Someone on a mission, possibly strava-ing shoulder bumped me, then almost ploughed into the back of a family about 20 metres further on. Judging by the hand gestures and shouts it wasn't a friendly event, especially for the 2 kids on bikes.

It almost makes me hope one of the Cannock Chase hooligan squirrels decide to harvest his nuts.


----------



## fossyant (1 Jul 2014)

Oh FFS. People like that need a stick shoving in their front wheel.


----------



## jazzkat (1 Jul 2014)

fossyant said:


> Oh FFS. People like that need a stick shoving in their front wheel.



I can think of a better place to shove the stick.


----------



## fossyant (1 Jul 2014)

jazzkat said:


> I can think of a better place to shove the stick.


Dunno, it's very effective off road.. Front wheel dig ins cause some spectacular crashes..


----------



## jazzkat (1 Jul 2014)

fossyant said:


> Dunno, it's very effective off road.. Front wheel dig ins cause some spectacular crashes..


Yes, but where I was thinking would cause some trouble with removing the splinters. Something chamois cream wouldn't fix.


----------



## xzenonuk (5 Jul 2014)

PaulSecteur said:


> I witnessed my first trail rage today.
> 
> Someone on a mission, possibly strava-ing shoulder bumped me, then almost ploughed into the back of a family about 20 metres further on. Judging by the hand gestures and shouts it wasn't a friendly event, especially for the 2 kids on bikes.
> 
> It almost makes me hope one of the Cannock Chase hooligan squirrels decide to harvest his nuts.

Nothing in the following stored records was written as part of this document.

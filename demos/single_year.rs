use eh_downloader::{DownloadRequest, DownloadService};
use tower::Service;

#[tokio::main]
async fn main() {
    tracing_subscriber::fmt()
        .with_max_level(tracing::Level::DEBUG)
        .init();

    let year: u16 = std::env::args()
        .nth(1)
        .and_then(|arg| arg.parse().ok())
        .unwrap_or(2018);

    let mut service = DownloadService::new();
    let request = DownloadRequest::new()
        .with_download_path("./output")
        .with_headless(false) // visible browser for debugging
        .with_years([year]);

    match service.call(request).await {
        Ok(report) => {
            println!("downloaded {} file(s): {:?}", report.successful, report.files);
        }
        Err(e) => {
            eprintln!("error: {}", e);
        }
    }
}
//! crates/linkshare_core/src/organizer.rs
//!
//! State container for the collection organizer screen: videos partitioned into
//! folders, the "All"/"Favorites" pseudo-folders, the calendar day filter and
//! the pending folder move.

use chrono::{Local, NaiveDate};
use std::sync::Arc;
use tracing::{debug, info};

use crate::domain::{Folder, FolderIcon, FolderId, LinkId, Selection, VideoItem, ViewMode, FOLDER_PALETTE};
use crate::filter::{self, Criteria};
use crate::ids;
use crate::ports::{Clock, Haptic, HapticFeedback, RandomSource};

/// The external collaborators the organizer screen talks to.
#[derive(Clone)]
pub struct OrganizerPorts {
    pub random: Arc<dyn RandomSource>,
    pub clock: Arc<dyn Clock>,
    pub haptics: Arc<dyn HapticFeedback>,
}

pub struct OrganizerController {
    videos: Vec<VideoItem>,
    folders: Vec<Folder>,
    selection: Selection,
    selected_date: NaiveDate,
    show_calendar: bool,
    search_query: String,
    moving_video: Option<LinkId>,
    view_mode: ViewMode,
    ports: OrganizerPorts,
}

impl OrganizerController {
    pub fn new(ports: OrganizerPorts) -> Self {
        let today = ports.clock.now().with_timezone(&Local).date_naive();
        Self {
            videos: Vec::new(),
            folders: Vec::new(),
            selection: Selection::All,
            selected_date: today,
            show_calendar: false,
            search_query: String::new(),
            moving_video: None,
            view_mode: ViewMode::Grid,
            ports,
        }
    }

    pub fn seed(&mut self, folders: Vec<Folder>, videos: Vec<VideoItem>) {
        info!("Seeding organizer with {} folders and {} videos", folders.len(), videos.len());
        self.folders = folders;
        self.videos = videos;
    }

    // --- Read access ---

    pub fn videos(&self) -> &[VideoItem] {
        &self.videos
    }

    pub fn folders(&self) -> &[Folder] {
        &self.folders
    }

    pub fn selection(&self) -> &Selection {
        &self.selection
    }

    pub fn selected_date(&self) -> NaiveDate {
        self.selected_date
    }

    pub fn show_calendar(&self) -> bool {
        self.show_calendar
    }

    pub fn search_query(&self) -> &str {
        &self.search_query
    }

    pub fn view_mode(&self) -> ViewMode {
        self.view_mode
    }

    pub fn moving_video(&self) -> Option<&VideoItem> {
        let id = self.moving_video.as_deref()?;
        self.find(id)
    }

    pub fn find(&self, id: &str) -> Option<&VideoItem> {
        self.videos.iter().find(|v| v.id == id)
    }

    pub fn folder(&self, id: &str) -> Option<&Folder> {
        self.folders.iter().find(|f| f.id == id)
    }

    /// The folder a video is filed under. Dangling references read as unfiled.
    pub fn folder_of(&self, video: &VideoItem) -> Option<&Folder> {
        self.folder(video.folder_id()?)
    }

    pub fn folder_video_count(&self, folder_id: &str) -> usize {
        self.videos.iter().filter(|v| v.folder_id() == Some(folder_id)).count()
    }

    pub fn favorites_count(&self) -> usize {
        self.videos.iter().filter(|v| v.is_favorite()).count()
    }

    /// Heading for the current selection.
    pub fn selection_title(&self) -> &str {
        match &self.selection {
            Selection::All => "All Videos",
            Selection::Favorites => "Favorites",
            Selection::Folder(id) => self.folder(id).map_or("Videos", |f| f.name.as_str()),
        }
    }

    pub fn criteria(&self) -> Criteria {
        Criteria::default()
            .with_query(self.search_query.clone())
            .with_selection(self.selection.clone())
            .with_day(self.show_calendar.then_some(self.selected_date))
    }

    /// The videos to display under the current folder, day and search filters.
    pub fn visible_videos(&self) -> Vec<&VideoItem> {
        filter::filter(&self.videos, &self.criteria())
    }

    // --- Folders ---

    /// Appends a folder with a random colour and icon. Blank names are ignored.
    pub fn create_folder(&mut self, name: &str) -> Option<&Folder> {
        let name = name.trim();
        if name.is_empty() {
            return None;
        }

        let id = ids::timestamp_id("folder-", self.ports.clock.now(), |candidate| {
            self.folder(candidate).is_some()
        });
        let folder = Folder {
            id,
            name: name.to_string(),
            color: FOLDER_PALETTE[self.ports.random.pick(FOLDER_PALETTE.len())],
            icon: FolderIcon::ALL[self.ports.random.pick(FolderIcon::ALL.len())],
        };
        info!("Created folder {} ({})", folder.name, folder.id);

        self.folders.push(folder);
        self.ports.haptics.emit(Haptic::Success);
        self.folders.last()
    }

    /// Narrows the list to a folder or pseudo-folder. Never touches the videos.
    pub fn select_folder(&mut self, selection: Selection) {
        debug!("Selected {}", selection.key());
        self.selection = selection;
        self.ports.haptics.emit(Haptic::LightImpact);
    }

    // --- Videos ---

    /// Flips the favorite flag and returns the new value; `None` for unknown ids.
    pub fn toggle_favorite(&mut self, id: &str) -> Option<bool> {
        let video = self.videos.iter_mut().find(|v| v.id == id)?;
        video.meta.is_favorite = !video.meta.is_favorite;
        let now_favorite = video.meta.is_favorite;
        self.ports.haptics.emit(Haptic::LightImpact);
        Some(now_favorite)
    }

    /// Opens the folder picker for a video. Unknown ids are ignored.
    pub fn begin_move(&mut self, id: &str) -> bool {
        if self.find(id).is_none() {
            return false;
        }
        self.moving_video = Some(id.to_string());
        true
    }

    pub fn cancel_move(&mut self) {
        self.moving_video = None;
    }

    /// Files the video under `folder_id`, or unfiles it for `None`. The pending
    /// move is cleared either way; unknown video ids change nothing else.
    pub fn move_to_folder(&mut self, video_id: &str, folder_id: Option<FolderId>) -> bool {
        self.moving_video = None;
        let Some(video) = self.videos.iter_mut().find(|v| v.id == video_id) else {
            return false;
        };
        info!("Moving video {} to {:?}", video_id, folder_id);
        video.meta.folder_id = folder_id;
        self.ports.haptics.emit(Haptic::Success);
        true
    }

    /// Completes the pending move started with `begin_move`.
    pub fn move_pending_to(&mut self, folder_id: Option<FolderId>) -> bool {
        match self.moving_video.clone() {
            Some(video_id) => self.move_to_folder(&video_id, folder_id),
            None => false,
        }
    }

    // --- View state ---

    pub fn set_search_query(&mut self, query: impl Into<String>) {
        self.search_query = query.into();
    }

    pub fn toggle_calendar(&mut self) -> bool {
        self.show_calendar = !self.show_calendar;
        self.ports.haptics.emit(Haptic::LightImpact);
        self.show_calendar
    }

    pub fn select_date(&mut self, day: NaiveDate) {
        self.selected_date = day;
        self.ports.haptics.emit(Haptic::LightImpact);
    }

    pub fn toggle_view_mode(&mut self) -> ViewMode {
        self.view_mode = self.view_mode.toggled();
        self.ports.haptics.emit(Haptic::LightImpact);
        self.view_mode
    }
}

that guy sounds like a right moron, but unfortuantly humans can be morons just a pity they have to interfere with other peoples good times to prove to other weirdos that their awesome


----------



## cyberknight (5 Jul 2014)

fossyant said:


> Dunno, it's very effective off road.. Front wheel dig ins cause some spectacular crashes..


Im sure darwin will sort them out sooner or later anyway 


jazzkat said:


> Yes, but where I was thinking would cause some trouble with removing the splinters. Something chamois cream wouldn't fix.


And they would need a torch as its where he sun dont shine


----------



## hotmetal (11 Jul 2014)

xzenonuk said:


> that guy sounds like a right moron, but unfortuantly humans can be morons just a pity they have to interfere with other peoples good times to prove to other weirdos that their awesome


Yes, whilst demonstrating to all and sundry that awesome is the one thing they really are not. A sad tale of advanced muppetry.


----------



## mustang1 (11 Jul 2014)

cyberknight said:


> *Im sure darwin will sort them out sooner or later anyway *
> 
> And they would need a torch as its where he sun dont shine



I'm not so sure. Darwin's theory was survival of the fittest, not the stupidest.


----------



## cyberknight (11 Jul 2014)

mustang1 said:


> I'm not so sure. Darwin's theory was survival of the fittest, not the stupidest.


Indeed ................
http://www.urbandictionary.com/define.php?term=Darwin+Awards


----------



## sidevalve (12 Jul 2014)

Like I've said before stupid people are not confined to any one form of transport. May a german made car would suit him better.


----------



## Pale Rider (13 Jul 2014)

A mate of mine is a mountain biker and he gets terribly irritated when other riders use a public trail in a different, ie slower, manner than he does.

He's a decent citizen in other respects, but all concepts of citizenry and simple good manners seem to go out of the window when he gets on the bike.


----------